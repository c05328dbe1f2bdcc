use serde::Serialize;

use crate::{
    constants::MAX_PAGE_SIZE,
    error::{Error, HtmlError},
    filters::QueryPairs,
};

#[derive(Serialize, Debug)]
pub struct PageContext<T> {
    pub count: i64,
    pub next: Option<String>,
    pub previous: Option<String>,
    pub results: Vec<T>,
}

/// Page position requested through `?page=<n>&limit=<n>`.
#[derive(Debug, Clone, Copy, PartialEq)]
pub struct PageRequest {
    pub page: i64,
    pub limit: i64,
}

impl PageRequest {
    pub fn from_query(query: &QueryPairs, default_limit: i64) -> Result<Self, Error> {
        let page = match query.get("page") {
            Some(value) => match value.parse::<i64>() {
                Ok(page) if page >= 1 => page,
                _ => return Err(HtmlError::NotFound.new("Invalid page.")),
            },
            None => 1,
        };
        let limit = query
            .get("limit")
            .and_then(|value| value.parse::<i64>().ok())
            .filter(|limit| *limit > 0)
            .map(|limit| limit.min(MAX_PAGE_SIZE))
            .unwrap_or(default_limit);

        if (page - 1).checked_mul(limit).is_none() {
            return Err(HtmlError::NotFound.new("Invalid page."));
        }
        Ok(Self { page, limit })
    }

    /// Saturates for hand-built requests; `from_query` rejects pages whose offset overflows.
    pub fn offset(&self) -> i64 {
        (self.page - 1).saturating_mul(self.limit)
    }

    /// Only the first page may be empty.
    pub fn check_rows(&self, found: usize) -> Result<(), Error> {
        if found == 0 && self.page > 1 {
            return Err(HtmlError::NotFound.new("Invalid page."));
        }
        Ok(())
    }
}

impl<T> PageContext<T> {
    pub fn from_rows(
        rows: Vec<T>,
        total_rows: i64,
        request: PageRequest,
        path: &str,
        query: &QueryPairs,
    ) -> Self {
        let has_next = request.offset() + (rows.len() as i64) < total_rows;
        let next = has_next.then(|| query.link(path, request.page + 1, request.limit));
        let previous = (request.page > 1).then(|| query.link(path, request.page - 1, request.limit));

        Self {
            count: total_rows,
            next,
            previous,
            results: rows,
        }
    }

    pub fn map<U, F: FnMut(T) -> U>(self, f: F) -> PageContext<U> {
        PageContext {
            count: self.count,
            next: self.next,
            previous: self.previous,
            results: self.results.into_iter().map(f).collect(),
        }
    }
}

#[cfg(test)]
mod tests {
    use super::*;

    fn query(pairs: &[(&str, &str)]) -> QueryPairs {
        QueryPairs::new(
            pairs
                .iter()
                .map(|(k, v)| (k.to_string(), v.to_string()))
                .collect(),
        )
    }

    #[test]
    fn defaults_to_first_page() {
        let request = PageRequest::from_query(&query(&[]), 6).unwrap();
        assert_eq!(request, PageRequest { page: 1, limit: 6 });
        assert_eq!(request.offset(), 0);
    }

    #[test]
    fn rejects_non_positive_page() {
        let error = PageRequest::from_query(&query(&[("page", "0")]), 6).unwrap_err();
        assert_eq!(error.code, warp::http::StatusCode::NOT_FOUND);
        assert!(PageRequest::from_query(&query(&[("page", "abc")]), 6).is_err());
    }

    #[test]
    fn huge_page_is_not_found() {
        let page = i64::MAX.to_string();
        let error = PageRequest::from_query(&query(&[("page", page.as_str())]), 6).unwrap_err();
        assert_eq!(error.code, warp::http::StatusCode::NOT_FOUND);
        assert_eq!(error.info.as_deref(), Some("Invalid page."));

        let request = PageRequest::from_query(&query(&[("page", "1000000")]), 6).unwrap();
        assert_eq!(request.offset(), 5_999_994);
    }

    #[test]
    fn pages_past_the_end_are_not_found() {
        let request = PageRequest::from_query(&query(&[("page", "4")]), 6).unwrap();
        assert!(request.check_rows(0).is_err());
        assert!(request.check_rows(1).is_ok());
        assert!(PageRequest { page: 1, limit: 6 }.check_rows(0).is_ok());
    }

    #[test]
    fn clamps_limit() {
        let request = PageRequest::from_query(&query(&[("limit", "1000")]), 6).unwrap();
        assert_eq!(request.limit, MAX_PAGE_SIZE);
        let request = PageRequest::from_query(&query(&[("limit", "-3")]), 6).unwrap();
        assert_eq!(request.limit, 6);
    }

    #[test]
    fn links_keep_other_parameters() {
        let q = query(&[("tags", "breakfast"), ("page", "2"), ("limit", "2")]);
        let request = PageRequest::from_query(&q, 6).unwrap();
        let page = PageContext::from_rows(vec![3, 4], 5, request, "/api/recipes/", &q);

        assert_eq!(page.count, 5);
        assert_eq!(
            page.next.as_deref(),
            Some("/api/recipes/?tags=breakfast&page=3&limit=2")
        );
        assert_eq!(
            page.previous.as_deref(),
            Some("/api/recipes/?tags=breakfast&page=1&limit=2")
        );
    }

    #[test]
    fn last_page_has_no_next() {
        let q = query(&[("page", "3"), ("limit", "2")]);
        let request = PageRequest::from_query(&q, 6).unwrap();
        let page = PageContext::from_rows(vec![5], 5, request, "/api/users/", &q);
        assert!(page.next.is_none());
        assert!(page.previous.is_some());
    }
}
use std::collections::HashMap;

use sqlx::{Pool, Postgres, QueryBuilder, Transaction};

use crate::{
    actions::{ingredients::missing_ingredients, tags::missing_tags, users::list_user_profiles},
    error::{Error, FieldErrors, HtmlError, QueryError},
    filters::RecipeFilter,
    form::RecipeChanges,
    media::MediaStorage,
    pagination::PageRequest,
    schema::{
        Id, IngredientAmount, LinkedIngredient, LinkedTag, Recipe, RecipeRow, ShortRecipe, Tag,
        UserProfile,
    },
};

/// Appends the `recipes r` columns read by [`RecipeRow`], with the membership
/// flags evaluated for `viewer`.
fn push_recipe_columns(builder: &mut QueryBuilder<'_, Postgres>, viewer: Option<Id>) {
    builder
        .push(
            "SELECT r.id, r.author_id, r.name, r.text, r.cooking_time, r.image, r.pub_date, \
             EXISTS (SELECT 1 FROM favorites f WHERE f.recipe_id = r.id AND f.user_id = ",
        )
        .push_bind(viewer)
        .push(
            ") AS is_favorited, \
             EXISTS (SELECT 1 FROM shopping_cart c WHERE c.recipe_id = r.id AND c.user_id = ",
        )
        .push_bind(viewer)
        .push(") AS is_in_shopping_cart, COUNT(*) OVER() AS count FROM recipes r WHERE TRUE");
}

/// Newest recipes first.
pub async fn fetch_recipes(
    pool: &Pool<Postgres>,
    media: &MediaStorage,
    viewer: Option<Id>,
    filter: &RecipeFilter,
    page: PageRequest,
) -> Result<(Vec<Recipe>, i64), Error> {
    let mut builder = QueryBuilder::new("");
    push_recipe_columns(&mut builder, viewer);
    filter.push_conditions(&mut builder, viewer);
    builder
        .push(" ORDER BY r.pub_date DESC, r.id DESC LIMIT ")
        .push_bind(page.limit)
        .push(" OFFSET ")
        .push_bind(page.offset());

    let rows: Vec<RecipeRow> = builder
        .build_query_as()
        .fetch_all(pool)
        .await
        .map_err(QueryError::from)?;

    page.check_rows(rows.len())?;
    let total_count = rows.first().map(|row| row.count).unwrap_or(0);
    let recipes = load_recipes(pool, media, viewer, rows).await?;

    Ok((recipes, total_count))
}

pub async fn get_recipe(
    pool: &Pool<Postgres>,
    media: &MediaStorage,
    viewer: Option<Id>,
    id: Id,
) -> Result<Option<Recipe>, Error> {
    let mut builder = QueryBuilder::new("");
    push_recipe_columns(&mut builder, viewer);
    builder.push(" AND r.id = ").push_bind(id);

    let row: Option<RecipeRow> = builder
        .build_query_as()
        .fetch_optional(pool)
        .await
        .map_err(QueryError::from)?;

    match row {
        Some(row) => Ok(load_recipes(pool, media, viewer, vec![row]).await?.pop()),
        None => Ok(None),
    }
}

/// Attaches tags, ingredients and author profiles, three queries for the whole batch.
async fn load_recipes(
    pool: &Pool<Postgres>,
    media: &MediaStorage,
    viewer: Option<Id>,
    rows: Vec<RecipeRow>,
) -> Result<Vec<Recipe>, Error> {
    if rows.is_empty() {
        return Ok(vec![]);
    }
    let recipe_ids: Vec<Id> = rows.iter().map(|row| row.id).collect();
    let mut author_ids: Vec<Id> = rows.iter().map(|row| row.author_id).collect();
    author_ids.sort_unstable();
    author_ids.dedup();

    let tags: Vec<LinkedTag> = sqlx::query_as(
        "
        SELECT rt.recipe_id, t.id, t.name, t.color, t.slug
        FROM recipe_tags rt
        INNER JOIN tags t ON t.id = rt.tag_id
        WHERE rt.recipe_id = ANY($1)
        ORDER BY t.id
    ",
    )
    .bind(&recipe_ids)
    .fetch_all(pool)
    .await
    .map_err(QueryError::from)?;

    let ingredients: Vec<LinkedIngredient> = sqlx::query_as(
        "
        SELECT ri.recipe_id, i.id, i.name, i.measurement_unit, ri.amount
        FROM recipe_ingredients ri
        INNER JOIN ingredients i ON i.id = ri.ingredient_id
        WHERE ri.recipe_id = ANY($1)
        ORDER BY ri.id
    ",
    )
    .bind(&recipe_ids)
    .fetch_all(pool)
    .await
    .map_err(QueryError::from)?;

    let authors: HashMap<Id, UserProfile> = list_user_profiles(pool, viewer, &author_ids)
        .await?
        .into_iter()
        .map(|profile| (profile.id, profile))
        .collect();

    let mut tag_map: HashMap<Id, Vec<Tag>> = HashMap::new();
    tags.into_iter()
        .for_each(|x| tag_map.entry(x.recipe_id).or_default().push(x.tag));
    let mut ingredient_map: HashMap<Id, Vec<IngredientAmount>> = HashMap::new();
    ingredients
        .into_iter()
        .for_each(|x| ingredient_map.entry(x.recipe_id).or_default().push(x.ingredient));

    rows.into_iter()
        .map(|row| {
            let author = authors.get(&row.author_id).cloned().ok_or_else(|| {
                log::error!("Recipe {} has no author {}", row.id, row.author_id);
                HtmlError::InternalServerError.new("Recipe author is missing")
            })?;
            Ok(Recipe {
                id: row.id,
                tags: tag_map.remove(&row.id).unwrap_or_default(),
                author,
                ingredients: ingredient_map.remove(&row.id).unwrap_or_default(),
                is_favorited: row.is_favorited,
                is_in_shopping_cart: row.is_in_shopping_cart,
                name: row.name,
                image: media.resolve(row.image),
                text: row.text,
                cooking_time: row.cooking_time,
            })
        })
        .collect()
}

pub async fn get_recipe_author(pool: &Pool<Postgres>, id: Id) -> Result<Option<Id>, Error> {
    let row: Option<(Id,)> = sqlx::query_as("SELECT author_id FROM recipes WHERE id = $1")
        .bind(id)
        .fetch_optional(pool)
        .await
        .map_err(QueryError::from)?;

    Ok(row.map(|r| r.0))
}

pub async fn get_short_recipe(
    pool: &Pool<Postgres>,
    media: &MediaStorage,
    id: Id,
) -> Result<Option<ShortRecipe>, Error> {
    let row: Option<ShortRecipe> =
        sqlx::query_as("SELECT id, name, image, cooking_time FROM recipes WHERE id = $1")
            .bind(id)
            .fetch_optional(pool)
            .await
            .map_err(QueryError::from)?;

    Ok(row.map(|recipe| ShortRecipe {
        image: media.resolve(recipe.image),
        ..recipe
    }))
}

/// Rejects references to unknown tags or ingredients.
async fn check_references(pool: &Pool<Postgres>, changes: &RecipeChanges) -> Result<(), Error> {
    let ingredient_ids: Vec<Id> = changes.ingredients.iter().map(|(id, _)| *id).collect();
    let mut errors = FieldErrors::new();

    let missing = missing_ingredients(pool, &ingredient_ids).await?;
    if !missing.is_empty() {
        errors.insert(
            "ingredients".into(),
            missing
                .iter()
                .map(|id| format!("Invalid pk \"{id}\" - object does not exist."))
                .collect(),
        );
    }
    let missing = missing_tags(pool, &changes.tags).await?;
    if !missing.is_empty() {
        errors.insert(
            "tags".into(),
            missing
                .iter()
                .map(|id| format!("Invalid pk \"{id}\" - object does not exist."))
                .collect(),
        );
    }

    match errors.is_empty() {
        true => Ok(()),
        false => Err(Error::validation(errors)),
    }
}

/// Replaces every ingredient and tag link of a recipe.
async fn replace_links(
    tx: &mut Transaction<'_, Postgres>,
    recipe_id: Id,
    changes: &RecipeChanges,
) -> Result<(), Error> {
    sqlx::query("DELETE FROM recipe_ingredients WHERE recipe_id = $1")
        .bind(recipe_id)
        .execute(&mut **tx)
        .await
        .map_err(QueryError::from)?;
    sqlx::query("DELETE FROM recipe_tags WHERE recipe_id = $1")
        .bind(recipe_id)
        .execute(&mut **tx)
        .await
        .map_err(QueryError::from)?;

    let mut builder: QueryBuilder<Postgres> =
        QueryBuilder::new("INSERT INTO recipe_ingredients (recipe_id, ingredient_id, amount) ");
    builder.push_values(&changes.ingredients, |mut row, (ingredient_id, amount)| {
        row.push_bind(recipe_id)
            .push_bind(*ingredient_id)
            .push_bind(*amount);
    });
    builder
        .build()
        .execute(&mut **tx)
        .await
        .map_err(QueryError::from)?;

    let mut builder: QueryBuilder<Postgres> =
        QueryBuilder::new("INSERT INTO recipe_tags (recipe_id, tag_id) ");
    builder.push_values(&changes.tags, |mut row, tag_id| {
        row.push_bind(recipe_id).push_bind(*tag_id);
    });
    builder
        .build()
        .execute(&mut **tx)
        .await
        .map_err(QueryError::from)?;

    Ok(())
}

/// `image` is the stored path of the already written image file.
pub async fn create_recipe(
    pool: &Pool<Postgres>,
    author_id: Id,
    changes: &RecipeChanges,
    image: &str,
) -> Result<Id, Error> {
    check_references(pool, changes).await?;

    let mut tx = pool.begin().await.map_err(QueryError::from)?;
    let id: (Id,) = sqlx::query_as(
        "
        INSERT INTO recipes (author_id, name, text, cooking_time, image)
        VALUES ($1, $2, $3, $4, $5)
        RETURNING id
    ",
    )
    .bind(author_id)
    .bind(changes.name.as_deref().map(str::trim))
    .bind(&changes.text)
    .bind(changes.cooking_time)
    .bind(image)
    .fetch_one(&mut *tx)
    .await
    .map_err(QueryError::from)?;

    replace_links(&mut tx, id.0, changes).await?;
    tx.commit().await.map_err(QueryError::from)?;

    log::info!("User {author_id} created recipe {}", id.0);
    Ok(id.0)
}

/// Absent scalar fields keep their value. Returns the replaced image path, if any.
pub async fn update_recipe(
    pool: &Pool<Postgres>,
    id: Id,
    changes: &RecipeChanges,
    image: Option<&str>,
) -> Result<Option<String>, Error> {
    check_references(pool, changes).await?;

    let mut tx = pool.begin().await.map_err(QueryError::from)?;
    let previous: Option<(Option<String>,)> =
        sqlx::query_as("SELECT image FROM recipes WHERE id = $1 FOR UPDATE")
            .bind(id)
            .fetch_optional(&mut *tx)
            .await
            .map_err(QueryError::from)?;
    let previous = previous
        .ok_or_else(|| HtmlError::NotFound.default())?
        .0;

    sqlx::query(
        "
        UPDATE recipes SET
            name = COALESCE($1, name),
            text = COALESCE($2, text),
            cooking_time = COALESCE($3, cooking_time),
            image = COALESCE($4, image)
        WHERE id = $5
    ",
    )
    .bind(changes.name.as_deref().map(str::trim))
    .bind(&changes.text)
    .bind(changes.cooking_time)
    .bind(image)
    .bind(id)
    .execute(&mut *tx)
    .await
    .map_err(QueryError::from)?;

    replace_links(&mut tx, id, changes).await?;
    tx.commit().await.map_err(QueryError::from)?;

    Ok(match image {
        Some(_) => previous,
        None => None,
    })
}

/// Returns the image path of the deleted recipe, `None` when nothing was deleted.
pub async fn delete_recipe(pool: &Pool<Postgres>, id: Id) -> Result<Option<Option<String>>, Error> {
    let row: Option<(Option<String>,)> =
        sqlx::query_as("DELETE FROM recipes WHERE id = $1 RETURNING image")
            .bind(id)
            .fetch_optional(pool)
            .await
            .map_err(QueryError::from)?;

    Ok(row.map(|r| r.0))
}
===============
» EXERCISE
Across the records above, in how many lines does the string "IngredientAmount" appear? Reply with the figure alone.

» EXPECTED ANSWER
2